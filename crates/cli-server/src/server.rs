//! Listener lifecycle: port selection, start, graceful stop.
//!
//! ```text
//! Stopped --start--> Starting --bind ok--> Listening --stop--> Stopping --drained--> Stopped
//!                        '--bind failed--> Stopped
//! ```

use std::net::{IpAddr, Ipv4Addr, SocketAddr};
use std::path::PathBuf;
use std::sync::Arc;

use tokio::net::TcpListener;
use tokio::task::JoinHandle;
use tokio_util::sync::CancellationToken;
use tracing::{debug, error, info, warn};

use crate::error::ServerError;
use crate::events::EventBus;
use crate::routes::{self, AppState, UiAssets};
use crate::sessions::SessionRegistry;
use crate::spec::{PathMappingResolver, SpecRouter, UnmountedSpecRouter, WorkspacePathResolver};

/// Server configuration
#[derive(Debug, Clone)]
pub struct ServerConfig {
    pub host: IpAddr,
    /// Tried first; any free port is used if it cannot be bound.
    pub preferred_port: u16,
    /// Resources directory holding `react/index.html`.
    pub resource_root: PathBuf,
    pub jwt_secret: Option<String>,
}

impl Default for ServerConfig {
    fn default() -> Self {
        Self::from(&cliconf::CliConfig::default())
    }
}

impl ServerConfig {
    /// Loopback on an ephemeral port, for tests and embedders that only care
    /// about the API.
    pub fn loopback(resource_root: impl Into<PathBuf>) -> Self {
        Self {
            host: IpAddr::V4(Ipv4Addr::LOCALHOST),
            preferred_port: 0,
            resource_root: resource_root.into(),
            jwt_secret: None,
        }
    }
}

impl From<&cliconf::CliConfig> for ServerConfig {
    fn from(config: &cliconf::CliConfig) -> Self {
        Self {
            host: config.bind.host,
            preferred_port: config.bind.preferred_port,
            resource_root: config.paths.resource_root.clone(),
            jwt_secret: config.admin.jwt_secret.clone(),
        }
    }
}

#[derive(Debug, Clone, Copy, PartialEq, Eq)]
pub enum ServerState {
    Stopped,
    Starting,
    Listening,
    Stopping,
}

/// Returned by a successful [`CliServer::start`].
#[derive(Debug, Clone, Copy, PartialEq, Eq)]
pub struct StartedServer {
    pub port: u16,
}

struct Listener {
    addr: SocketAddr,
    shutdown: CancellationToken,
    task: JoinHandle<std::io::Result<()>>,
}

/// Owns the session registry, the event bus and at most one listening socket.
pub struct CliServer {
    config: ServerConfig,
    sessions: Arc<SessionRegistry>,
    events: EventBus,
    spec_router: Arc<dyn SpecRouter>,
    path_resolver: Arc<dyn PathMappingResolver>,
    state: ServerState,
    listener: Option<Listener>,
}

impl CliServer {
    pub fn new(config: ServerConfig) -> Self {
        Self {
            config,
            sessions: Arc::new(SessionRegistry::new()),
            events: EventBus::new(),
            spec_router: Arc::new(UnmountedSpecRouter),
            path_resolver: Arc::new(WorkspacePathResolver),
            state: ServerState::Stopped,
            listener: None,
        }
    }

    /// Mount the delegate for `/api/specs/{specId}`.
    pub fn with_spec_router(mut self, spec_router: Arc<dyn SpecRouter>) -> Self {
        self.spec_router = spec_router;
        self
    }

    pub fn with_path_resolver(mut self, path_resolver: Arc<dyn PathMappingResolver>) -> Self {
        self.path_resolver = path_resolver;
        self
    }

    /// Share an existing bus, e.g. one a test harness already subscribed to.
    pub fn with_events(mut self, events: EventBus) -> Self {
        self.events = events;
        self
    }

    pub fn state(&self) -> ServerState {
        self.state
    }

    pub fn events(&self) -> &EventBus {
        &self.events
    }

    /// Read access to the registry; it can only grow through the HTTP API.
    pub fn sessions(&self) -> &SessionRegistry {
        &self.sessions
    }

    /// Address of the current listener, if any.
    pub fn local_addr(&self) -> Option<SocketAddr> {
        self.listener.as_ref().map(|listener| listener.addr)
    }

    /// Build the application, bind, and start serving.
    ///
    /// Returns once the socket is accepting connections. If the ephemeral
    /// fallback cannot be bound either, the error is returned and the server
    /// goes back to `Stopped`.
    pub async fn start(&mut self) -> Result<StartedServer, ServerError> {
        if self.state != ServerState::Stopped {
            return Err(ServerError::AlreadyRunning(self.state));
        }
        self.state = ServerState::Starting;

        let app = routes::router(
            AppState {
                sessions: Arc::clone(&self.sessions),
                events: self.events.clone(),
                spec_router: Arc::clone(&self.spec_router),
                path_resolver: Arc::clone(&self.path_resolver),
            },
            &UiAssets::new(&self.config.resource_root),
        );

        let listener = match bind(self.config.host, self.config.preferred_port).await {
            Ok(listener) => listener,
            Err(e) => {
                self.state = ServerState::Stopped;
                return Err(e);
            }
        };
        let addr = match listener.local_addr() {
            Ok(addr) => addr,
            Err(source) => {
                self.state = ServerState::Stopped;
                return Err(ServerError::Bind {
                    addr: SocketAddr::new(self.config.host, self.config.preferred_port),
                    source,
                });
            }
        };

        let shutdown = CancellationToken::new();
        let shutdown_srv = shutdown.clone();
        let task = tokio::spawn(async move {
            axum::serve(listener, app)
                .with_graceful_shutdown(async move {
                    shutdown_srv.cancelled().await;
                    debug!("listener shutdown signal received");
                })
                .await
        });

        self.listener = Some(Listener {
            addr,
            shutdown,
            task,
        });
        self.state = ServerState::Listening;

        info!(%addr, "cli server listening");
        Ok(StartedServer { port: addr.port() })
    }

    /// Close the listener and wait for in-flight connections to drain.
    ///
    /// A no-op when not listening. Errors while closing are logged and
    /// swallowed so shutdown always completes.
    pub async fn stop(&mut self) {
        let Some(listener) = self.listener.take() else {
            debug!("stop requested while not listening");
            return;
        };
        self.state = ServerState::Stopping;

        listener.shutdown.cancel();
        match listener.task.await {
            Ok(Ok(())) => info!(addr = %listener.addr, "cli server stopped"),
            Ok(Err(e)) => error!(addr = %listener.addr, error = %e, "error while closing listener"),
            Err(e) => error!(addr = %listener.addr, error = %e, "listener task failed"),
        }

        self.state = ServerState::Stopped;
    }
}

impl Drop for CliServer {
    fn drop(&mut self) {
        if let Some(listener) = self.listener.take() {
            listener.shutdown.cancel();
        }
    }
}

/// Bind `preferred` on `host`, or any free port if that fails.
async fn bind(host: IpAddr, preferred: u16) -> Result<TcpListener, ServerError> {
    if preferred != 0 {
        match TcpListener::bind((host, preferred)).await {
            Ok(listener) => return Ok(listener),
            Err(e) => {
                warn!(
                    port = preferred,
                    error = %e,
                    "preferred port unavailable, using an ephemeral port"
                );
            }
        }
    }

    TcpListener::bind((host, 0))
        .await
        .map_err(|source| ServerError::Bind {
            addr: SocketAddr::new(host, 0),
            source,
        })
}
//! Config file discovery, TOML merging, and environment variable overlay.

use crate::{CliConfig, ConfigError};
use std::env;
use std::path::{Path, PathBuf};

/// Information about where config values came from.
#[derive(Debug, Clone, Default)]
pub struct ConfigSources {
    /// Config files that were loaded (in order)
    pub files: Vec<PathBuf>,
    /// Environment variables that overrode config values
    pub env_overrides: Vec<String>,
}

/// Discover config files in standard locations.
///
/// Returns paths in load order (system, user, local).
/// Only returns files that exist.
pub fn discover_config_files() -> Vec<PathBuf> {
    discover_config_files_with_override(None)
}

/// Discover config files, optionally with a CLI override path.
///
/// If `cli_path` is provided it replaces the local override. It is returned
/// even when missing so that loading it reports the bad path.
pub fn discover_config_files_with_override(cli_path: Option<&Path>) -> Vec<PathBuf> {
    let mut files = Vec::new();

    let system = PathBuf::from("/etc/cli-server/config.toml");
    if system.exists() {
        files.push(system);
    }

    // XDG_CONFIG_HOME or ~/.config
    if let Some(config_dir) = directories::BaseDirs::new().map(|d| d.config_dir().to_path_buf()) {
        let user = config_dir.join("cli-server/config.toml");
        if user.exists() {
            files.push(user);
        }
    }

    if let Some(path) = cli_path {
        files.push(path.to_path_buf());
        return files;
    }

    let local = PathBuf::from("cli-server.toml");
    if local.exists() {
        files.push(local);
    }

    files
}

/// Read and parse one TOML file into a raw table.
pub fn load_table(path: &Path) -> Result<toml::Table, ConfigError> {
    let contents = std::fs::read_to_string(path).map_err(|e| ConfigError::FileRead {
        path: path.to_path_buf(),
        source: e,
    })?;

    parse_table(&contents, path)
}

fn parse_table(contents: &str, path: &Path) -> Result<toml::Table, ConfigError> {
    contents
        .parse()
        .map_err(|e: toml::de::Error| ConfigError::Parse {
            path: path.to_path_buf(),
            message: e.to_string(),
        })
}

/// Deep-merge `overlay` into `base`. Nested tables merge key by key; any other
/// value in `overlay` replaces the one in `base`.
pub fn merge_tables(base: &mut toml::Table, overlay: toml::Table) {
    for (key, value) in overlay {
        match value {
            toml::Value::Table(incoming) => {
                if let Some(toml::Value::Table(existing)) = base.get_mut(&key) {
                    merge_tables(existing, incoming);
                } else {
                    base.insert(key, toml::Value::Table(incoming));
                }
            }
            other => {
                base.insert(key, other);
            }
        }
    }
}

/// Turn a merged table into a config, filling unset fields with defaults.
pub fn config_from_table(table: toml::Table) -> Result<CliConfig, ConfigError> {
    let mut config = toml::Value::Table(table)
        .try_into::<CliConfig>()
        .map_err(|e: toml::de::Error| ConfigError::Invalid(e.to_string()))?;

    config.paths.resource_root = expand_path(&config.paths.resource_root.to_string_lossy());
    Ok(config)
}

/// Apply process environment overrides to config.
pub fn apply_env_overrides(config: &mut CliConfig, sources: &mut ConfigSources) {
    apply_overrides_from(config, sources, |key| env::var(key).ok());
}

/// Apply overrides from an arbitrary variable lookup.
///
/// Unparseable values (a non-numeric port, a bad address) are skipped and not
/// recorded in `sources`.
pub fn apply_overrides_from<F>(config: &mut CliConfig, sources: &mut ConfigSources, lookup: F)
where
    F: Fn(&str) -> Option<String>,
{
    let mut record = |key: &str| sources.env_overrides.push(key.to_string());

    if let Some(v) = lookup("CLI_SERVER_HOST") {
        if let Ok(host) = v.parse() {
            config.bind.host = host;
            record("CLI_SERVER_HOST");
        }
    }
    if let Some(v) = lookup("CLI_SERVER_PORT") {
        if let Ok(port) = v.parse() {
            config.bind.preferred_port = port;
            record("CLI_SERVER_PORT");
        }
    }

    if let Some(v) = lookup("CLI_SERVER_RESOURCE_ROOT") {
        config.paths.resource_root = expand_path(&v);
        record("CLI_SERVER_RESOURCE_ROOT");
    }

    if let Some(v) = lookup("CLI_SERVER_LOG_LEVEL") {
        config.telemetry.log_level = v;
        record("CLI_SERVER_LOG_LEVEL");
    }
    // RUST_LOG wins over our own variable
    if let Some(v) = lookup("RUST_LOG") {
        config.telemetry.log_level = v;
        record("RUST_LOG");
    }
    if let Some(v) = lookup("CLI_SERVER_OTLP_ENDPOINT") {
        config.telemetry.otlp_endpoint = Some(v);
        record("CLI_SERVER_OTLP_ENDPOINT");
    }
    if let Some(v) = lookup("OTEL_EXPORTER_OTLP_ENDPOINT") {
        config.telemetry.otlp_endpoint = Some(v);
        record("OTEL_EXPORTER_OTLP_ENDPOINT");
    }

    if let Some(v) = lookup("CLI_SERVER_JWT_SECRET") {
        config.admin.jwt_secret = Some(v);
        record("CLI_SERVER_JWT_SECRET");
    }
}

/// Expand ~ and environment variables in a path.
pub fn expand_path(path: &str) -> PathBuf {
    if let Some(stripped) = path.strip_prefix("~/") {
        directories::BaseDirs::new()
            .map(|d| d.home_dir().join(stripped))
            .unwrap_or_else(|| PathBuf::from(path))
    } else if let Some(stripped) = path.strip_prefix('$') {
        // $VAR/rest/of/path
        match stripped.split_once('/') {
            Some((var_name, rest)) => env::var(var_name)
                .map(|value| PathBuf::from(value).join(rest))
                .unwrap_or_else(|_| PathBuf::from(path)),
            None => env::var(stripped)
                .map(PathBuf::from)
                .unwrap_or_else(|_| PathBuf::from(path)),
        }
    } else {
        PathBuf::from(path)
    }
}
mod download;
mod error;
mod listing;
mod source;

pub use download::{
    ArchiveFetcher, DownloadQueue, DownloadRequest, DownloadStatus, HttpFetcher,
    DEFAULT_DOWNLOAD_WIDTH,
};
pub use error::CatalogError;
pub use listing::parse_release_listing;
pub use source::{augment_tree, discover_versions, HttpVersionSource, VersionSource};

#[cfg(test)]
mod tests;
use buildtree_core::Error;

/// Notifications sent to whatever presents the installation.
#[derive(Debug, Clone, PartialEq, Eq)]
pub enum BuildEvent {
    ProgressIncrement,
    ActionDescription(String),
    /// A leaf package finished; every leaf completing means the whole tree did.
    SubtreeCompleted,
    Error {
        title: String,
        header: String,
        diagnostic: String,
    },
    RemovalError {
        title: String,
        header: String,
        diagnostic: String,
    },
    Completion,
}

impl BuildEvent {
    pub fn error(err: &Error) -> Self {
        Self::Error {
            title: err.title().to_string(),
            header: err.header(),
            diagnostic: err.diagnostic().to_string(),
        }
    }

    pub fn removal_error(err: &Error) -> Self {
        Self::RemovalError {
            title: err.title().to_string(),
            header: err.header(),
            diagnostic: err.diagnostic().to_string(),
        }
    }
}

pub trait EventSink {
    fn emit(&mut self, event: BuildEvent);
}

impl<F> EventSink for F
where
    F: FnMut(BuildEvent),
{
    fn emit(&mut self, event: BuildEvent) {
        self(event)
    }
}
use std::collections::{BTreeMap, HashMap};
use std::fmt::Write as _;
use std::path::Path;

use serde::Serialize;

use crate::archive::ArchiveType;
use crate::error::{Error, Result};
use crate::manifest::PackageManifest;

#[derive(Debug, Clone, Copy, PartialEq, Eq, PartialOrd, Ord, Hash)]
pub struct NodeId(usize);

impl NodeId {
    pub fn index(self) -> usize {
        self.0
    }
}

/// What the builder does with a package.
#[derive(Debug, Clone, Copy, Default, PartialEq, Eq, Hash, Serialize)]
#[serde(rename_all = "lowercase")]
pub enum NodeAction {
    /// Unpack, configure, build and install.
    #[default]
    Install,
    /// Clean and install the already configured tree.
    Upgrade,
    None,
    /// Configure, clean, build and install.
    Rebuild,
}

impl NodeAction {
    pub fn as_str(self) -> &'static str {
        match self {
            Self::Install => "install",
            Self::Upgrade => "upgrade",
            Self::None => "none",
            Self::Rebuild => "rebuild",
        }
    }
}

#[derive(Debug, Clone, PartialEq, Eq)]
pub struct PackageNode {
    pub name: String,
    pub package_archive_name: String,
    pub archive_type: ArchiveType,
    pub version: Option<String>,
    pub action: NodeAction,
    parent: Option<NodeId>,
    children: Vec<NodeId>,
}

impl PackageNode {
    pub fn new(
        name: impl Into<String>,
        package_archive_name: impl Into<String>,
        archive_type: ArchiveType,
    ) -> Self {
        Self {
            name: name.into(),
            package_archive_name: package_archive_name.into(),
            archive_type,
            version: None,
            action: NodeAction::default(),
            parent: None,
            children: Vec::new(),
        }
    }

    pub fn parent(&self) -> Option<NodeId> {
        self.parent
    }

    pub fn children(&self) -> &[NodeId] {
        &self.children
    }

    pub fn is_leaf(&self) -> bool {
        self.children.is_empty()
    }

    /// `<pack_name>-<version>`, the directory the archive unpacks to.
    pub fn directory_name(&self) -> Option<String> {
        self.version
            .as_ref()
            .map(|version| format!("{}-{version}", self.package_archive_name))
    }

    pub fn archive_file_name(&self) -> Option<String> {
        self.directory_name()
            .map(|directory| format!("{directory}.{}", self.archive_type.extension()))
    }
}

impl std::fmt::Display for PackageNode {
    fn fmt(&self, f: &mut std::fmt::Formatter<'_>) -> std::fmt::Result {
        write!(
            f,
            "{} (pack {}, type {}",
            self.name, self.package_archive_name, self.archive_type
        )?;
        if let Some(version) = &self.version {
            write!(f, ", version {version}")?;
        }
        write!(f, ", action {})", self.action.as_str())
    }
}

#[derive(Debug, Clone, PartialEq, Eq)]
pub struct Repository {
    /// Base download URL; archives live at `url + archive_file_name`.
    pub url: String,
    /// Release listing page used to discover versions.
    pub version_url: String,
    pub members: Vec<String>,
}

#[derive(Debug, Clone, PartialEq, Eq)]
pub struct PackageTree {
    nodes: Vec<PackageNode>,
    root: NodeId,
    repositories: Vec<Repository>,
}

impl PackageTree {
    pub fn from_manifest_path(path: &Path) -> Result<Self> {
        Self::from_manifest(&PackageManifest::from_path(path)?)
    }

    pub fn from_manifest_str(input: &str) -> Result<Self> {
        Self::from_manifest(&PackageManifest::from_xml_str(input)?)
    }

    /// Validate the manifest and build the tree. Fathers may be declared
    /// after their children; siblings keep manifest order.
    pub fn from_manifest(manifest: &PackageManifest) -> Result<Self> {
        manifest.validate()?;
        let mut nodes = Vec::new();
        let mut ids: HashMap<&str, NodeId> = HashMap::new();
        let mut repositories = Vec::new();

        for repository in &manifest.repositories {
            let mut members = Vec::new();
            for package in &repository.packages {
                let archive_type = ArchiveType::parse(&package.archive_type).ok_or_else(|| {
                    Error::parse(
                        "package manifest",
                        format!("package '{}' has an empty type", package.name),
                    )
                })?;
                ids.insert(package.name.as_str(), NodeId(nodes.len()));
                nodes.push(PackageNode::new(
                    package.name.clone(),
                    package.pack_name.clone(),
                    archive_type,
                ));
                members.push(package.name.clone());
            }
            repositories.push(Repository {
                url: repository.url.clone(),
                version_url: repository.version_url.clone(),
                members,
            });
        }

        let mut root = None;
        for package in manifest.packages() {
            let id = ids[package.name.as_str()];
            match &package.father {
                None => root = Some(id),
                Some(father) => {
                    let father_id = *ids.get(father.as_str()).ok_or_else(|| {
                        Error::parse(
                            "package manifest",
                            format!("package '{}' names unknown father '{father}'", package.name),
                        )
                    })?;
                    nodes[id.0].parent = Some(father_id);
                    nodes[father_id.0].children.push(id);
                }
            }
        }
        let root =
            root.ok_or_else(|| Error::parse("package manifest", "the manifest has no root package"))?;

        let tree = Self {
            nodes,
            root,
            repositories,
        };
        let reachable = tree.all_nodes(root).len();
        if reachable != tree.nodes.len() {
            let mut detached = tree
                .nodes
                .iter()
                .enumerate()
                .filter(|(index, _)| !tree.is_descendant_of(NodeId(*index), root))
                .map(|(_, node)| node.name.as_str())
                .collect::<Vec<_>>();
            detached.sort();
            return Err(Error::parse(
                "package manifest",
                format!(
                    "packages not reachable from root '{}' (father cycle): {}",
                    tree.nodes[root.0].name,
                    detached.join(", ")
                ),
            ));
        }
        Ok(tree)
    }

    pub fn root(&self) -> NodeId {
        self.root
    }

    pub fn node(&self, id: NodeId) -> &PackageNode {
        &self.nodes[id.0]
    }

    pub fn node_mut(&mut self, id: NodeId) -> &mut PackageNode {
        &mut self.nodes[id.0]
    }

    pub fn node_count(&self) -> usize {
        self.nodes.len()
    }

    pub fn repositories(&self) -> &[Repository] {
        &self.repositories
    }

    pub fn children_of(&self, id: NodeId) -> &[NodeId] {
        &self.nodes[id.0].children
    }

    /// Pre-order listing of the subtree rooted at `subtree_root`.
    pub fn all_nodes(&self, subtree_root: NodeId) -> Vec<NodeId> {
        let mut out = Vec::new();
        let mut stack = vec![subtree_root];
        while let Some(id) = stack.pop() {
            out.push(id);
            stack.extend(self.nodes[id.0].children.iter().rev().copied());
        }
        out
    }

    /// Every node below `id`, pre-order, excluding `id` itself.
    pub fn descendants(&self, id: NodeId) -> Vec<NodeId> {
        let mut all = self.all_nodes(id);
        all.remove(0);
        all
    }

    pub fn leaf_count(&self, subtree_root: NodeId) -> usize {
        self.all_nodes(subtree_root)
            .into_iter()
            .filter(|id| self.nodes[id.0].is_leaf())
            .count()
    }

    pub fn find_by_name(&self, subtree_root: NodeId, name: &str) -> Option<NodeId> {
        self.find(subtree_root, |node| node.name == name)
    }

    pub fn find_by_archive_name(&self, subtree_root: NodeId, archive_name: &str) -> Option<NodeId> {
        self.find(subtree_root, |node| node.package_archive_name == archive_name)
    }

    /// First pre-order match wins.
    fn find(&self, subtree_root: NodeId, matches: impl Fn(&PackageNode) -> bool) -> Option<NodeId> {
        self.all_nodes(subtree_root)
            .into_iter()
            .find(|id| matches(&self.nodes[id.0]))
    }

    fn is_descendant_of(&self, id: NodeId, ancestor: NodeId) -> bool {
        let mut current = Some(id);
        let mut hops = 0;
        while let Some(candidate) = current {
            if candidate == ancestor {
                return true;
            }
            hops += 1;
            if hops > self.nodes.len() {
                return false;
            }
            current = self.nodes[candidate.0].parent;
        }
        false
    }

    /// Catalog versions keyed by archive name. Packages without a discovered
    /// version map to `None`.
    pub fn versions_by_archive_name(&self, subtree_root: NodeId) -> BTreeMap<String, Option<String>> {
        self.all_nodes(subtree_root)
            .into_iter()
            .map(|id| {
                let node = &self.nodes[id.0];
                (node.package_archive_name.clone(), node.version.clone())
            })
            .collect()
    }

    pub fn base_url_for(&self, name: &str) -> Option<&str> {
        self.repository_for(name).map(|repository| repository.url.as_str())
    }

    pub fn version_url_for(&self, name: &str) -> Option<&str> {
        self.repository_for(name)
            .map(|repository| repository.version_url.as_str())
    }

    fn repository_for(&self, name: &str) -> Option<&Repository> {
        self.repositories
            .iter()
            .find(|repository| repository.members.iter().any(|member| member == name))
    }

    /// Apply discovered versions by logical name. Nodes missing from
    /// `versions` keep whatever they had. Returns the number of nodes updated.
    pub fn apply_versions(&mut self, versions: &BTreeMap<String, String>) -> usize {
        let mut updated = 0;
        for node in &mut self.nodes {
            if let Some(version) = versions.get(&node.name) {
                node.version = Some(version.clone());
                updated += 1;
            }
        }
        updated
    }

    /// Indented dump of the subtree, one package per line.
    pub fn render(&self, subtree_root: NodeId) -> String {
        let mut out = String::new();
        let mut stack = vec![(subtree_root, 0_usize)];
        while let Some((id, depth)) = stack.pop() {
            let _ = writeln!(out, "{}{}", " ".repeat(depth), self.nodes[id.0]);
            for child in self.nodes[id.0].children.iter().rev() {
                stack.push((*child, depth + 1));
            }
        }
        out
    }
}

▸ **WHAT TO PRODUCE**:
From the listing above, repeat exactly the lines starting at the line that includes "that only care" and ending at the line that includes "Mount the delegate", with nothing outside that span.

▸ **WRITTEN ANSWER**:
    /// Loopback on an ephemeral port, for tests and embedders that only care
    /// about the API.
    pub fn loopback(resource_root: impl Into<PathBuf>) -> Self {
        Self {
            host: IpAddr::V4(Ipv4Addr::LOCALHOST),
            preferred_port: 0,
            resource_root: resource_root.into(),
            jwt_secret: None,
        }
    }
}

impl From<&cliconf::CliConfig> for ServerConfig {
    fn from(config: &cliconf::CliConfig) -> Self {
        Self {
            host: config.bind.host,
            preferred_port: config.bind.preferred_port,
            resource_root: config.paths.resource_root.clone(),
            jwt_secret: config.admin.jwt_secret.clone(),
        }
    }
}

#[derive(Debug, Clone, Copy, PartialEq, Eq)]
pub enum ServerState {
    Stopped,
    Starting,
    Listening,
    Stopping,
}

/// Returned by a successful [`CliServer::start`].
#[derive(Debug, Clone, Copy, PartialEq, Eq)]
pub struct StartedServer {
    pub port: u16,
}

struct Listener {
    addr: SocketAddr,
    shutdown: CancellationToken,
    task: JoinHandle<std::io::Result<()>>,
}

/// Owns the session registry, the event bus and at most one listening socket.
pub struct CliServer {
    config: ServerConfig,
    sessions: Arc<SessionRegistry>,
    events: EventBus,
    spec_router: Arc<dyn SpecRouter>,
    path_resolver: Arc<dyn PathMappingResolver>,
    state: ServerState,
    listener: Option<Listener>,
}

impl CliServer {
    pub fn new(config: ServerConfig) -> Self {
        Self {
            config,
            sessions: Arc::new(SessionRegistry::new()),
            events: EventBus::new(),
            spec_router: Arc::new(UnmountedSpecRouter),
            path_resolver: Arc::new(WorkspacePathResolver),
            state: ServerState::Stopped,
            listener: None,
        }
    }

    /// Mount the delegate for `/api/specs/{specId}`.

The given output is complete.